Chi può esce per cercare cibo e aiuti. Ma le autorità sconsigliano di avventurasi, per la fragilità delle strade e i rischi di frane dovuti alle continue scosse di assestamento che non si sono ancora arrestate.
Fino ad oggi infatti continuano le scosse di 4°- 5° grado. Molta gente continua a dormire per strada, o scappa ogni volta impaurita dalle case per salvarsi dalla tragedia.
Nonostante le difficoltà della rete stradale, siamo riusciti -  un gruppo di persone della Comunità di Sant'Egidio di San Salvador - ad uscire dalla città per visitare gli agglomerati di Armenia, all'occidente del paese, una zona molto colpita dal terremoto.
Nelle strade si incontrano solo detriti, pareti di case, portali antichi caduti in strada, la chiesa crepata nella facciata.
Molta gente che viene dalle zone rurali si rivolge ai centri di soccorso per sollecitare aiuti ai distretti più isolati.

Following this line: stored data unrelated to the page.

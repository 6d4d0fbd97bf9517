//! Backend connection chip and the poller that drives it.

use leptos::prelude::*;
use tracing::{debug, info, warn};
use wasm_bindgen_futures::spawn_local;

use crate::app::{use_api_client, use_api_config};
use crate::connection::{ConnectionState, ConnectionTracker, NOTIFICATION_AUTO_HIDE};
use crate::request_guard::RequestGuard;
use crate::timer::{IntervalTask, TimeoutTask};

#[component]
pub fn ConnectionStatus() -> impl IntoView {
    let config = use_api_config();
    let client = use_api_client();
    let base_url = config.base_url.clone();

    let (tracker, set_tracker) = signal(ConnectionTracker::default());
    let (version, set_version) = signal::<Option<String>>(None);
    let hide_timer = StoredValue::new_local(None::<TimeoutTask>);

    let guard = RequestGuard::new();

    let probe = {
        let guard = guard.clone();
        move || {
            if !set_tracker.try_update(|t| t.begin_probe()).unwrap_or(false) {
                debug!("Previous connection probe still running, skipping tick");
                return;
            }
            let ticket = guard.begin();
            let guard = guard.clone();
            let client = client.clone();
            spawn_local(async move {
                let outcome = client.get_dashboard_stats().await;
                if !guard.is_current(ticket) {
                    return;
                }
                set_tracker.update(|t| t.finish_probe());
                match outcome {
                    Ok(_) => {
                        let was_connected = tracker.get_untracked().state() == ConnectionState::Connected;
                        set_tracker.update(|t| t.record_success());
                        hide_timer.set_value(None);
                        if !was_connected {
                            info!("Backend reachable at {}", client.base_url());
                        }
                        if version.get_untracked().is_none() {
                            match client.service_info().await {
                                Ok(info) if guard.is_current(ticket) => set_version.set(Some(info.version)),
                                Ok(_) => {}
                                Err(e) => debug!("Service info unavailable: {}", e),
                            }
                        }
                    }
                    Err(e) => {
                        let mut next = tracker.get_untracked();
                        let raised = next.record_failure();
                        set_tracker.set(next);
                        if raised {
                            warn!("Backend unreachable: {}", e);
                            let auto_hide = TimeoutTask::start(NOTIFICATION_AUTO_HIDE, move || {
                                set_tracker.update(|t| t.dismiss());
                            });
                            match auto_hide {
                                Ok(task) => hide_timer.set_value(Some(task)),
                                Err(e) => warn!("Failed to schedule notification auto-hide: {:?}", e),
                            }
                        } else {
                            debug!("Backend still unreachable: {}", e);
                        }
                    }
                }
            });
        }
    };

    probe();
    let task = match IntervalTask::start(config.poll_interval, probe) {
        Ok(task) => Some(task),
        Err(e) => {
            warn!("Failed to schedule connection polling: {:?}", e);
            None
        }
    };
    let task = StoredValue::new_local(task);

    on_cleanup(move || {
        guard.invalidate();
        task.try_update_value(|t| {
            t.take();
        });
        hide_timer.try_update_value(|t| {
            t.take();
        });
    });

    let chip = move || {
        let state = tracker.get().state();
        state.label().map(|label| {
            let class = match state {
                ConnectionState::Connected => "connection-chip connected",
                _ => "connection-chip disconnected",
            };
            let version = version
                .get()
                .filter(|_| state == ConnectionState::Connected)
                .map(|v| view! { <span class="connection-version">{format!("v{}", v)}</span> });
            view! {
                <span class=class>
                    <span class="connection-dot"></span>
                    {label}
                    {version}
                </span>
            }
        })
    };

    view! {
        <div class="connection-status">
            {chip}
            <Show when=move || tracker.get().notification_open()>
                <div class="connection-toast" role="alert">
                    <span>
                        {format!(
                            "Cannot connect to backend server. Make sure the backend is running on {}",
                            base_url
                        )}
                    </span>
                    <button
                        class="btn-small"
                        on:click=move |_| set_tracker.update(|t| t.dismiss())
                    >
                        "Dismiss"
                    </button>
                </div>
            </Show>
        </div>
    }
}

Uno di questi, che abbiamo visitato, è una località chiamata "Las Brizas" (le brezze). Vi vivono 150 famiglie povere, la maggior parte senza senza acqua corrente, luce, né telefono. Qui il terremoto ha distrutto 30 case. Sono case costruite poveramente, con il tetto di tegole, che sono cadute giù. O meglio sono cadute le pareti lasciando le case come un patio con una tettoia, e lasciando gli abitanti esposti alle intemperie.
Le necessità sono grandi e richieste di aiuto arrivano da tutti gli angoli del paese. La gente si mobilita, i centri di raccolta stanno ricevendo aiuti dagli stessi cittadini e dall'estero. Allo stesso tempo, si rilevano grandi difficoltà organizzative.

Sentiamo che è necessario il nostro impegno come Comunità di Sant'Egidio, perché gli aiuti arrivino presto e direttamente a chi ha bisogno.
Abbiamo iniziato a raccogliere e distribuire viveri per alleviare la sofferenza e la fame di molte famiglie, molte delle quali conoscevamo già per la nostra presenza nelle zone più povere.

Inoltre, nella prossima settimana, continueremo i nostri giri nelle zone più colpite, per arrivare anche nelle località più isolate, dove non sono ancora arrivati aiuti.
Abbiamo fiducia che questa situazione passerà presto. Ma oggi vediamo  il Salvador distrutto, addolorato, angosciato, che piange i suoi figli e le sue figlie.
Abbiamo bisogno di gesti di solidarietà concreta, affinché il Salvador si possa rialzare e torni la speranza in tanti cuori.